TASK INPUT:
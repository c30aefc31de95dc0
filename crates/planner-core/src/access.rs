//! Edit rights and "my tasks" relevance, computed from role sets alone.
//!
//! Every predicate takes the viewer as `Option<&RoleSet>`; `None` is an
//! anonymous viewer. All of them fail closed: anything unknown yields `false`.

use crate::roles::RoleSet;
use crate::status::TaskSheet;
use crate::types::TaskKind;

/// Whether `viewer` may edit the link of a `kind` task.
///
/// Evaluated in order: anonymous viewers never edit; elevated roles edit
/// everything; text is open to any authenticated user; otherwise the viewer
/// must hold the owning role.
pub fn can_edit_task(viewer: Option<&RoleSet>, kind: TaskKind) -> bool {
    let Some(roles) = viewer else {
        return false;
    };
    if roles.is_elevated() {
        return true;
    }
    if kind == TaskKind::Text {
        return true;
    }
    roles.owns(kind)
}

/// Same as [`can_edit_task`] for a kind given by name. Unknown names are
/// never editable.
pub fn can_edit_task_named(viewer: Option<&RoleSet>, kind: &str) -> bool {
    match kind.parse::<TaskKind>() {
        Ok(kind) => can_edit_task(viewer, kind),
        Err(_) => false,
    }
}

/// Whether a post belongs in the viewer's "my tasks" list.
///
/// Admins and coordinators see every post. Anyone else sees posts that
/// require a task whose owning role they hold; `text` has no owner and so
/// never makes a post relevant. SMM is elevated for editing but not here.
pub fn is_relevant_to_user(sheet: &TaskSheet, viewer: Option<&RoleSet>) -> bool {
    let Some(roles) = viewer else {
        return false;
    };
    if roles.is_overseer() {
        return true;
    }
    sheet.required_tasks.iter().any(|&k| roles.owns(k))
}

/// Whether `viewer` may create posts, edit their descriptive fields and task
/// sets, or delete them.
pub fn can_edit_post(viewer: Option<&RoleSet>) -> bool {
    viewer.is_some_and(RoleSet::is_elevated)
}

/// The required tasks of `sheet` whose links `viewer` may edit.
pub fn editable_tasks(sheet: &TaskSheet, viewer: Option<&RoleSet>) -> Vec<TaskKind> {
    sheet
        .required_tasks
        .iter()
        .copied()
        .filter(|&k| can_edit_task(viewer, k))
        .collect()
}

/// Public per-task filter: does the post require `kind` at all.
pub fn matches_task_filter(sheet: &TaskSheet, kind: TaskKind) -> bool {
    sheet.requires(kind)
}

WHAT YOU HAVE TO DO: Across all the records above, find each line with "TaskSheet" in it and copy it.

ANSWER SECTION:
use crate::status::TaskSheet;
pub fn is_relevant_to_user(sheet: &TaskSheet, viewer: Option<&RoleSet>) -> bool {
pub fn editable_tasks(sheet: &TaskSheet, viewer: Option<&RoleSet>) -> Vec<TaskKind> {
pub fn matches_task_filter(sheet: &TaskSheet, kind: TaskKind) -> bool {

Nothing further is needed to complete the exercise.